Opinion filed May 11, 2001. Rehearing Denied July 20, 2001.
Appeal from the Circuit Court for Orange County, Lawrence R. Kirkwood, Judge.
Affirmed in part; Reversed in part; Remanded.
Jerome W. Hoffman, Susan L. Kelsey and Merideth Nagel of Holland Knight LLP, Tallahassee, for Appellant.
Robert A. Butterworth, Attorney General, Tallahassee, Roger B. Handberg, Cecilia Bradley and Lisa M. Raleigh, Tallahassee, and Jacqueline H. Dowd, Orlando, Assistant Attorney Generals, for Appellee.
This case presents questions concerning the scope of the investigatory powers of the Attorney General.
The State of Florida, Office of the Attorney General issued an investigatory subpoena duces tecum to the appellant, Check `n Go of Florida, Inc., pursuant to section 895.06(2), Florida Statutes (2000), seeking documents concerning certain "consecutive" or "rollover" transactions between Check `n Go and its customers. When Check `n Go declined to comply, the Attorney General moved to compel compliance in circuit court.
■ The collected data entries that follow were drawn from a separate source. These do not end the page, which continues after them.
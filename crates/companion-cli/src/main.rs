use anyhow::Result;
use clap::{Parser, Subcommand};
use tracing_subscriber::{EnvFilter, fmt};

mod commands;

use commands::context::GlobalArgs;

#[derive(Parser)]
#[command(name = "companion")]
#[command(about = "Companion save-file maintenance", long_about = None)]
struct Cli {
    #[command(flatten)]
    global: GlobalArgs,

    /// Log at debug level
    #[arg(short, long, global = true)]
    verbose: bool,

    #[command(subcommand)]
    command: Commands,
}

#[derive(Subcommand)]
enum Commands {
    /// Print the resolved save-file path
    Path,
    /// Decrypt and print the saved snapshot as JSON
    Inspect {
        /// Print the API credential instead of redacting it
        #[arg(long)]
        show_secrets: bool,
    },
    /// Blank the stored API credential and re-save
    ClearApiKey,
    /// Write the default persistence settings file
    InitSettings {
        /// Overwrite an existing settings file
        #[arg(long)]
        force: bool,
    },
}

fn init_tracing(verbose: bool) {
    let filter = if verbose {
        EnvFilter::new("debug")
    } else {
        EnvFilter::try_from_default_env().unwrap_or_else(|_| EnvFilter::new("info"))
    };
    fmt()
        .with_env_filter(filter)
        .with_writer(std::io::stderr)
        .init();
}

fn main() -> Result<()> {
    let cli = Cli::parse();
    init_tracing(cli.verbose);

    match cli.command {
        Commands::Path => commands::path::run(&cli.global)?,
        Commands::Inspect { show_secrets } => commands::inspect::run(&cli.global, show_secrets)?,
        Commands::ClearApiKey => commands::clear_api_key::run(&cli.global)?,
        Commands::InitSettings { force } => commands::init_settings::run(&cli.global, force)?,
    }

    Ok(())
}
//! Character preset domain module.
//!
//! # Module Structure
//!
//! - `model`: Persisted preset record and the character mode enum
//! - `intimacy`: Score clamping and the 1..10 intimacy label scale
//! - `provider`: Collaborator trait and the in-memory preset collection

pub mod intimacy;
mod model;
mod provider;

pub use model::{CharacterMode, PresetRecord};
pub use provider::{InMemoryPresetCollection, PresetProvider};
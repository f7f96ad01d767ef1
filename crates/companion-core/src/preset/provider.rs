//! Preset collection collaborator.

use std::collections::HashSet;
use std::sync::{Arc, PoisonError, RwLock};

use super::model::PresetRecord;
use crate::error::{CompanionError, Result};

/// Owner of the live preset collection.
///
/// Identifier uniqueness is enforced by the implementor, not by the
/// persistence core.
pub trait PresetProvider: Send + Sync {
    /// Returns the exportable presets in display order.
    fn export(&self) -> Vec<PresetRecord>;

    /// Replaces the live collection with `presets`.
    fn apply(&self, presets: Vec<PresetRecord>);

    /// Looks a preset up by id.
    fn find_by_id(&self, id: &str) -> Option<PresetRecord>;

    /// Sets the weak group reference of preset `preset_id`.
    ///
    /// Returns `false` when no such preset exists.
    fn set_group_ref(&self, preset_id: &str, group_id: Option<String>) -> bool;
}

/// Preset collection kept in memory, ordered as inserted.
#[derive(Debug, Clone, Default)]
pub struct InMemoryPresetCollection {
    presets: Arc<RwLock<Vec<PresetRecord>>>,
}

impl InMemoryPresetCollection {
    pub fn new() -> Self {
        Self::default()
    }

    /// Adds a preset, rejecting a duplicate id.
    pub fn insert(&self, preset: PresetRecord) -> Result<()> {
        let mut presets = self.presets.write().unwrap_or_else(PoisonError::into_inner);
        if presets.iter().any(|p| p.id == preset.id) {
            return Err(CompanionError::invalid(format!(
                "duplicate preset id '{}'",
                preset.id
            )));
        }
        presets.push(preset);
        Ok(())
    }

    /// Removes a preset by id.
    pub fn remove(&self, id: &str) -> Result<PresetRecord> {
        let mut presets = self.presets.write().unwrap_or_else(PoisonError::into_inner);
        let index = presets
            .iter()
            .position(|p| p.id == id)
            .ok_or_else(|| CompanionError::not_found("preset", id))?;
        Ok(presets.remove(index))
    }

    pub fn len(&self) -> usize {
        self.presets
            .read()
            .unwrap_or_else(PoisonError::into_inner)
            .len()
    }

    pub fn is_empty(&self) -> bool {
        self.len() == 0
    }
}

impl PresetProvider for InMemoryPresetCollection {
    fn export(&self) -> Vec<PresetRecord> {
        self.presets
            .read()
            .unwrap_or_else(PoisonError::into_inner)
            .clone()
    }

    fn apply(&self, presets: Vec<PresetRecord>) {
        let mut seen = HashSet::new();
        let unique: Vec<PresetRecord> = presets
            .into_iter()
            .filter(|p| {
                let fresh = seen.insert(p.id.clone());
                if !fresh {
                    tracing::warn!("[PresetCollection] Dropping duplicate preset id: {}", p.id);
                }
                fresh
            })
            .collect();

        *self.presets.write().unwrap_or_else(PoisonError::into_inner) = unique;
    }

    fn find_by_id(&self, id: &str) -> Option<PresetRecord> {
        self.presets
            .read()
            .unwrap_or_else(PoisonError::into_inner)
            .iter()
            .find(|p| p.id == id)
            .cloned()
    }

    fn set_group_ref(&self, preset_id: &str, group_id: Option<String>) -> bool {
        let mut presets = self.presets.write().unwrap_or_else(PoisonError::into_inner);
        match presets.iter_mut().find(|p| p.id == preset_id) {
            Some(preset) => {
                preset.group_id = group_id;
                true
            }
            None => false,
        }
    }
}
//! Group collection collaborator.

use std::sync::{Arc, PoisonError, RwLock};

use super::model::GroupRecord;

/// Owner of the live group list.
pub trait GroupProvider: Send + Sync {
    /// Returns the exportable groups in display order.
    fn export(&self) -> Vec<GroupRecord>;

    /// Replaces the live group list with `groups`.
    fn apply(&self, groups: Vec<GroupRecord>);
}

/// Group list kept in memory.
#[derive(Debug, Clone, Default)]
pub struct InMemoryGroupCollection {
    groups: Arc<RwLock<Vec<GroupRecord>>>,
}

impl InMemoryGroupCollection {
    pub fn new() -> Self {
        Self::default()
    }

    pub fn get(&self, group_id: &str) -> Option<GroupRecord> {
        self.groups
            .read()
            .unwrap_or_else(PoisonError::into_inner)
            .iter()
            .find(|g| g.group_id == group_id)
            .cloned()
    }

    /// Adds or replaces a group by id.
    pub fn upsert(&self, group: GroupRecord) {
        let mut groups = self.groups.write().unwrap_or_else(PoisonError::into_inner);
        match groups.iter_mut().find(|g| g.group_id == group.group_id) {
            Some(existing) => *existing = group,
            None => groups.push(group),
        }
    }
}

impl GroupProvider for InMemoryGroupCollection {
    fn export(&self) -> Vec<GroupRecord> {
        self.groups
            .read()
            .unwrap_or_else(PoisonError::into_inner)
            .clone()
    }

    fn apply(&self, groups: Vec<GroupRecord>) {
        *self.groups.write().unwrap_or_else(PoisonError::into_inner) = groups;
    }
}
The circuit court rendered a final order granting in part and denying in part the Attorney General's motion, and Check `n Go appealed.
Check `n Go is a Florida corporation, registered under chapter 560, Florida Statutes (2000), as a check-cashing company. Typically, a customer would write a personal check which Check `n Go would hold for an agreed upon time (normally until the customer's next payday), before cashing. In return, Check `n Go would provide cash equal to the face amount of the check, less a fee. "Payday loans" of this sort are governed by chapter 560.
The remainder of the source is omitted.